Top Rated Pune Call Girls Budhwar Peth ⟟ 6297143586 ⟟ Call Me For Genuine Se...
Fast Algorithms for Quantized Convolutional Neural Networks
1. 1
Fast Algorithms for Quantized
Convolutional Neural Networks
Alessandro Pappalardo alessandro1.pappalardo@mail.polimi.it
NECSTLab, Politecnico di Milano
Oracle
06/07/2017
2. 2
Introduction
Convolutional neural
networks are at the
forefront of big data
processing.
Embedded devices and
smartphones are at the
heart of big data.
Image: Dumoulin, Vincent, and Francesco Visin. "A guide to convolution
arithmetic for deep learning." arXiv preprint arXiv:1603.07285 (2016).
4. 4
💽 ➡️ Quantized Convnets
• Precision of convolution reduced to b bits.
• Arrays of unsigned integers in [0, 2b - 1].
• Quantization scheme: map minimum to 0, maximum to 2b –
1.
• Memory savings.
5. 5
🖥🖥 ➡️ Question
Can we can take advantage of the pre-
determined finiteness of the possible
values assumed by the convolution
operands to gain computational savings
at an algorithmic level
6. 6
Solution
• Number Theoretic Transforms (NTTs) are DFTs defined
on a finite field.
• NTTs hold the Circular Convolution Property (CCP) and
can be computed through FFT-like fast algorithms.

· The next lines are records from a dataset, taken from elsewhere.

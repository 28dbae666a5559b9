pub mod quantities;

pub use quantities::{
    parse_quantity_scaled, ResourceQuantity, RESOURCE_CPU, RESOURCE_MEMORY, RESOURCE_NVIDIA_GPU,
};
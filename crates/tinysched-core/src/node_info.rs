use crate::pod_info::PodInfo;
use crate::resources::ResourceQuantity;
use k8s_openapi::api::core::v1::Node;
use std::collections::BTreeMap;
use std::sync::Arc;

/// Point-in-time view of a node and the pods considered resident on it.
///
/// Built once per scheduling attempt and never updated in place.
#[derive(Debug, Clone)]
pub struct NodeInfo {
    node: Node,
    pods: BTreeMap<String, Arc<PodInfo>>,
    allocatable: ResourceQuantity,
    requests: ResourceQuantity,
}

impl NodeInfo {
    /// Create a node view from the node object and its resident pods keyed by `namespace/name`
    pub fn new(node: Node, pods: BTreeMap<String, Arc<PodInfo>>) -> Self {
        let allocatable = node
            .status
            .as_ref()
            .and_then(|s| s.allocatable.as_ref())
            .map(ResourceQuantity::from_k8s_resource_map)
            .unwrap_or_default();

        let mut requests = ResourceQuantity::ZERO;
        for pod in pods.values() {
            requests.add(pod.request());
        }

        Self {
            node,
            pods,
            allocatable,
            requests,
        }
    }

    /// Node name, empty if unset
    pub fn name(&self) -> &str {
        self.node.metadata.name.as_deref().unwrap_or_default()
    }

    pub fn node(&self) -> &Node {
        &self.node
    }

    /// Resident pods keyed by `namespace/name`
    pub fn pods(&self) -> &BTreeMap<String, Arc<PodInfo>> {
        &self.pods
    }

    /// Whether the pod is resident on this node
    pub fn has_pod(&self, pod_key: &str) -> bool {
        self.pods.contains_key(pod_key)
    }

    /// Capacity the node reports as schedulable
    pub fn allocatable(&self) -> &ResourceQuantity {
        &self.allocatable
    }

    /// Sum of resident pods' requests
    pub fn requests(&self) -> &ResourceQuantity {
        &self.requests
    }

    /// `allocatable - requests`, negative when over-committed
    pub fn free(&self) -> ResourceQuantity {
        let mut free = self.allocatable;
        free.sub(&self.requests);
        free
    }
}
use crate::cluster::{with_timeout, ClusterClient};
use crate::error::Result;
use std::sync::Arc;
use std::time::Duration;
use tinysched_core::PodInfo;
use tracing::debug;

/// Pending pods claimed by this scheduler, oldest first.
///
/// Rebuilt from the observed pod list on every refresh.
#[derive(Debug)]
pub struct SchedulingQueue {
    scheduler_name: String,
    pods: Vec<Arc<PodInfo>>,
}

impl SchedulingQueue {
    /// Create an empty queue for pods naming `scheduler_name`
    pub fn new(scheduler_name: impl Into<String>) -> Self {
        Self {
            scheduler_name: scheduler_name.into(),
            pods: Vec::new(),
        }
    }

    /// Refresh from the cluster. On failure the previous contents are kept.
    pub async fn update(&mut self, cluster: &dyn ClusterClient, timeout: Duration) -> Result<usize> {
        let pods = with_timeout("list pods", timeout, cluster.list_pods()).await?;

        let mut pending: Vec<Arc<PodInfo>> = pods
            .into_iter()
            .map(PodInfo::new)
            .filter(|pod| self.claims(pod))
            .map(Arc::new)
            .collect();

        pending.sort_by(|a, b| {
            a.creation_timestamp()
                .map(|t| t.0)
                .cmp(&b.creation_timestamp().map(|t| t.0))
        });

        debug!("Queue refreshed with {} pending pods", pending.len());
        self.pods = pending;
        Ok(self.pods.len())
    }

    /// Whether this scheduler is responsible for placing the pod now
    fn claims(&self, pod: &PodInfo) -> bool {
        pod.scheduler_name() == self.scheduler_name && pod.is_pending() && pod.node_name().is_empty()
    }

    /// Queued pods, oldest first
    pub fn pods(&self) -> &[Arc<PodInfo>] {
        &self.pods
    }

    /// Number of queued pods
    pub fn len(&self) -> usize {
        self.pods.len()
    }

    pub fn is_empty(&self) -> bool {
        self.pods.is_empty()
    }

    pub fn scheduler_name(&self) -> &str {
        &self.scheduler_name
    }
}
use crate::error::ClientError;
use crate::informer::SnapshotInformer;
use async_trait::async_trait;
use k8s_openapi::api::core::v1::{Node, Pod};
use std::sync::Arc;
use tinysched_core::pod_key;
use tinysched_scheduler::{ClusterClient, Result, SchedulerError};

/// Cluster view backed by the informer snapshot, with binds sent straight to the API server
pub struct ObservedCluster {
    informer: Arc<SnapshotInformer>,
}

impl ObservedCluster {
    pub fn new(informer: Arc<SnapshotInformer>) -> Self {
        Self { informer }
    }
}

impl From<ClientError> for SchedulerError {
    fn from(err: ClientError) -> Self {
        SchedulerError::observation(err.to_string())
    }
}

#[async_trait]
impl ClusterClient for ObservedCluster {
    async fn list_nodes(&self) -> Result<Vec<Node>> {
        Ok(self.informer.list_nodes().await?)
    }

    async fn list_pods(&self) -> Result<Vec<Pod>> {
        Ok(self.informer.list_pods().await?)
    }

    async fn bind(
        &self,
        namespace: &str,
        name: &str,
        uid: Option<&str>,
        node_name: &str,
    ) -> Result<()> {
        self.informer
            .api_client()
            .bind_pod(namespace, name, uid, node_name)
            .await
            .map_err(|e| {
                SchedulerError::bind_failed(pod_key(namespace, name), node_name, e.to_string())
            })
    }
}
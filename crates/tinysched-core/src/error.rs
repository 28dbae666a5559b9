// Allow unused assignments for diagnostic fields - they're used by the macros
#![allow(unused_assignments)]

use miette::Diagnostic;
use thiserror::Error;

/// Core error type for tinysched resource handling
#[derive(Error, Debug, Diagnostic)]
pub enum CoreError {
    /// A resource quantity string could not be parsed
    #[error("Invalid quantity '{value}': {reason}")]
    #[diagnostic(
        code(tinysched::invalid_quantity),
        help("Use a Kubernetes quantity such as '500m', '2', '1.5', '128Mi' or '1Gi'")
    )]
    InvalidQuantity {
        #[allow(unused)]
        value: String,
        #[allow(unused)]
        reason: String,
    },

    /// Serialization error
    #[error("Serialization error: {message}")]
    #[diagnostic(
        code(tinysched::serialization_error),
        help("Ensure the resource is valid YAML")
    )]
    SerializationError {
        #[allow(unused)]
        message: String,
        #[source]
        #[allow(unused)]
        source: Option<Box<dyn std::error::Error + Send + Sync>>,
    },
}

/// Result type alias for core operations
pub type Result<T> = std::result::Result<T, CoreError>;

impl CoreError {
    /// Create an InvalidQuantity error
    pub fn invalid_quantity(value: impl Into<String>, reason: impl Into<String>) -> Self {
        Self::InvalidQuantity {
            value: value.into(),
            reason: reason.into(),
        }
    }

    /// Create a SerializationError
    pub fn serialization_error(
        message: impl Into<String>,
        source: Option<Box<dyn std::error::Error + Send + Sync>>,
    ) -> Self {
        Self::SerializationError {
            message: message.into(),
            source,
        }
    }
}
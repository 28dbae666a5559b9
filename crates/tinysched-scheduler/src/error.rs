// Allow unused assignments for diagnostic fields - they're used by the macros
#![allow(unused_assignments)]

use miette::Diagnostic;
use thiserror::Error;

/// Scheduler error type
#[derive(Error, Debug, Diagnostic)]
pub enum SchedulerError {
    /// Listing cluster state failed
    #[error("Failed to observe cluster state: {message}")]
    #[diagnostic(
        code(scheduler::observation_failed),
        help("The control plane may be unreachable. The next cycle will retry")
    )]
    Observation {
        #[allow(unused)]
        message: String,
    },

    /// No node survived filtering
    #[error("No feasible nodes found for pod {pod_name}: {reason}")]
    #[diagnostic(
        code(scheduler::no_feasible_nodes),
        help("Check node allocatable resources against the pod's requests")
    )]
    NoFeasibleNodes {
        #[allow(unused)]
        pod_name: String,
        #[allow(unused)]
        reason: String,
    },

    /// Scoring produced no winner
    #[error("No node selected for pod {pod_name}")]
    #[diagnostic(
        code(scheduler::no_winner_selected),
        help("Check that at least one score plugin is configured")
    )]
    NoWinnerSelected {
        #[allow(unused)]
        pod_name: String,
    },

    /// The binding call failed
    #[error("Failed to bind pod {pod_name} to node {node_name}: {message}")]
    #[diagnostic(
        code(scheduler::bind_failed),
        help("The pod stays pending and is retried in the next cycle")
    )]
    BindFailed {
        #[allow(unused)]
        pod_name: String,
        #[allow(unused)]
        node_name: String,
        #[allow(unused)]
        message: String,
    },

    /// A control plane call did not complete in time
    #[error("{operation} timed out after {timeout_ms}ms")]
    #[diagnostic(
        code(scheduler::timeout),
        help("Increase the API timeout or check control plane latency")
    )]
    Timeout {
        #[allow(unused)]
        operation: String,
        #[allow(unused)]
        timeout_ms: u64,
    },

    /// Internal error
    #[error("Internal error: {message}")]
    #[diagnostic(
        code(scheduler::internal_error),
        help("This is likely a bug. Please report it")
    )]
    InternalError {
        #[allow(unused)]
        message: String,
    },
}

/// Result type for scheduler operations
pub type Result<T> = std::result::Result<T, SchedulerError>;

impl SchedulerError {
    /// Create an Observation error
    pub fn observation(message: impl Into<String>) -> Self {
        Self::Observation {
            message: message.into(),
        }
    }

    /// Create a NoFeasibleNodes error
    pub fn no_feasible_nodes(pod_name: impl Into<String>, reason: impl Into<String>) -> Self {
        Self::NoFeasibleNodes {
            pod_name: pod_name.into(),
            reason: reason.into(),
        }
    }

    /// Create a NoWinnerSelected error
    pub fn no_winner_selected(pod_name: impl Into<String>) -> Self {
        Self::NoWinnerSelected {
            pod_name: pod_name.into(),
        }
    }

    /// Create a BindFailed error
    pub fn bind_failed(
        pod_name: impl Into<String>,
        node_name: impl Into<String>,
        message: impl Into<String>,
    ) -> Self {
        Self::BindFailed {
            pod_name: pod_name.into(),
            node_name: node_name.into(),
            message: message.into(),
        }
    }

    /// Create a Timeout error
    pub fn timeout(operation: impl Into<String>, timeout: std::time::Duration) -> Self {
        Self::Timeout {
            operation: operation.into(),
            timeout_ms: timeout.as_millis() as u64,
        }
    }

    /// Create an InternalError
    pub fn internal_error(message: impl Into<String>) -> Self {
        Self::InternalError {
            message: message.into(),
        }
    }
}
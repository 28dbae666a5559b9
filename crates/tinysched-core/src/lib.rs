//! Tinysched Core - Resource accounting for the tinysched pod scheduler
//!
//! This crate provides:
//! - Exact multi-dimensional resource quantities (CPU, memory, GPU)
//! - Kubernetes quantity parsing
//! - Pod and node descriptors derived from k8s-openapi objects
//! - Error types with miette diagnostics

pub mod error;
pub mod node_info;
pub mod pod_info;
pub mod resources;

// Re-export commonly used types
pub use error::{CoreError, Result};
pub use node_info::NodeInfo;
pub use pod_info::{pod_key, PodInfo, DEFAULT_SCHEDULER_NAME, POD_PHASE_PENDING};
pub use resources::{ResourceQuantity, RESOURCE_CPU, RESOURCE_MEMORY, RESOURCE_NVIDIA_GPU};

// Re-export k8s-openapi types for convenience
pub use k8s_openapi;
pub use k8s_openapi::api::core::v1::{Node, Pod};
pub use k8s_openapi::apimachinery::pkg::apis::meta::v1::ObjectMeta;

/// Deserialize a resource from YAML
pub fn from_yaml<T: for<'de> serde::Deserialize<'de>>(data: &str) -> Result<T> {
    serde_yaml::from_str(data).map_err(|e| {
        CoreError::serialization_error(
            format!("Failed to deserialize from YAML: {}", e),
            Some(Box::new(e)),
        )
    })
}
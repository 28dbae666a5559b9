//! Tinysched Client - control plane access for the scheduler
//!
//! This crate provides:
//! - A Kubernetes API client for listing nodes and pods and posting bindings
//! - A polling informer that keeps a lagging snapshot of the cluster
//! - `ObservedCluster`, the `ClusterClient` the scheduler runs against

pub mod api_client;
pub mod cluster;
pub mod error;
pub mod informer;

pub use api_client::{ApiClient, ConnectOptions};
pub use cluster::ObservedCluster;
pub use error::{ClientError, Result};
pub use informer::{InformerConfig, SnapshotInformer};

Reason in terms of finite fields.
10. 10
Benchmarks setting
• Qconv: a C99 compliant and portable NTT
implementation against a naïve convolution
implementation.
• Platform of choice: Raspberry Pi Zero.
12. 12
Future works
• Implement SIMD subroutines for forward and inverse
transforms.
• Map element-wise products to finite field matrix
multiplication in FFLAS.
• FPGA hardware implementation.
• Optimize for 3x3 filters.
14. 14
Fermat Number Transforms
FNTs are NTTs mod 𝒑 = 𝟐 𝟐 𝒕
+ 𝟏.
1. Support FFT algorithms.
2. For a length N up to 2 𝑡+1, the forward and inverse
transforms requires only modular adds and shifts.
3. Reduction mod a Fermat prime p:
logical AND, right unsigned shift, modular subtraction
15. 15
Methodology
FNT m 𝐹4 = 65537 with
blocks:
• 8x8
• 16x16
• 32x32
RNS of 𝐹3 and 𝐹4 to increase the maximum output bitwidth to:
𝑙𝑜𝑔2 𝐹3 ∙ 𝐹4 ≅ 24 bits
Overlap-and-save algorithm
FNT mod 𝐹3 = 257 with blocks:
• 8x8
• 16x16
16. 16
Optimizations
• Forward DIF FFT, inverse DIT transforms FFT.
• Precomputed power-of-two twiddle factors .
• Switch the order of the two inner-most loop of the FFT.
• Avoid useless transpositions.
• Normalize the non discarded output only.